*DATA UNDER STUDY*
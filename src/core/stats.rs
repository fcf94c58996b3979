//! Aggregate counts over a collection. Recomputed from scratch whenever the
//! collection changes; never patched incrementally.

use std::collections::BTreeMap;

use serde::{Deserialize, Serialize};

use crate::core::animal::{AnimalRecord, Category, ConservationStatus};

#[derive(Debug, Clone, Default, PartialEq, Eq, Serialize, Deserialize)]
pub struct AnimalStats {
    pub total_animals: usize,
    pub by_category: BTreeMap<Category, usize>,
    pub by_conservation_status: BTreeMap<ConservationStatus, usize>,
    pub by_continent: BTreeMap<String, usize>,
}

impl AnimalStats {
    pub fn from_animals(animals: &[AnimalRecord]) -> Self {
        animals.iter().fold(
            AnimalStats {
                total_animals: animals.len(),
                ..Default::default()
            },
            |mut stats, animal| {
                *stats.by_category.entry(animal.category).or_default() += 1;
                *stats
                    .by_conservation_status
                    .entry(animal.conservation_status)
                    .or_default() += 1;
                *stats
                    .by_continent
                    .entry(animal.location.continent.clone())
                    .or_default() += 1;
                stats
            },
        )
    }

    /// Count of animals at or above `status` on the risk scale.
    pub fn at_risk(&self, status: ConservationStatus) -> usize {
        self.by_conservation_status
            .range(status..)
            .map(|(_, n)| n)
            .sum()
    }
}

*DIRECTIONS*
From top to bottom, repeat the data above without alteration.

*TASK SOLUTION*
filename src/core/stats.rs
repository fcf94c58996b3979
//! Aggregate counts over a collection. Recomputed from scratch whenever the
//! collection changes; never patched incrementally.

use std::collections::BTreeMap;

use serde::{Deserialize, Serialize};

use crate::core::animal::{AnimalRecord, Category, ConservationStatus};

#[derive(Debug, Clone, Default, PartialEq, Eq, Serialize, Deserialize)]
pub struct AnimalStats {
    pub total_animals: usize,
    pub by_category: BTreeMap<Category, usize>,
    pub by_conservation_status: BTreeMap<ConservationStatus, usize>,
    pub by_continent: BTreeMap<String, usize>,
}

impl AnimalStats {
    pub fn from_animals(animals: &[AnimalRecord]) -> Self {
        animals.iter().fold(
            AnimalStats {
                total_animals: animals.len(),
                ..Default::default()
            },
            |mut stats, animal| {
                *stats.by_category.entry(animal.category).or_default() += 1;
                *stats
                    .by_conservation_status
                    .entry(animal.conservation_status)
                    .or_default() += 1;
                *stats
                    .by_continent
                    .entry(animal.location.continent.clone())
                    .or_default() += 1;
                stats
            },
        )
    }

    /// Count of animals at or above `status` on the risk scale.
    pub fn at_risk(&self, status: ConservationStatus) -> usize {
        self.by_conservation_status
            .range(status..)
            .map(|(_, n)| n)
            .sum()
    }
}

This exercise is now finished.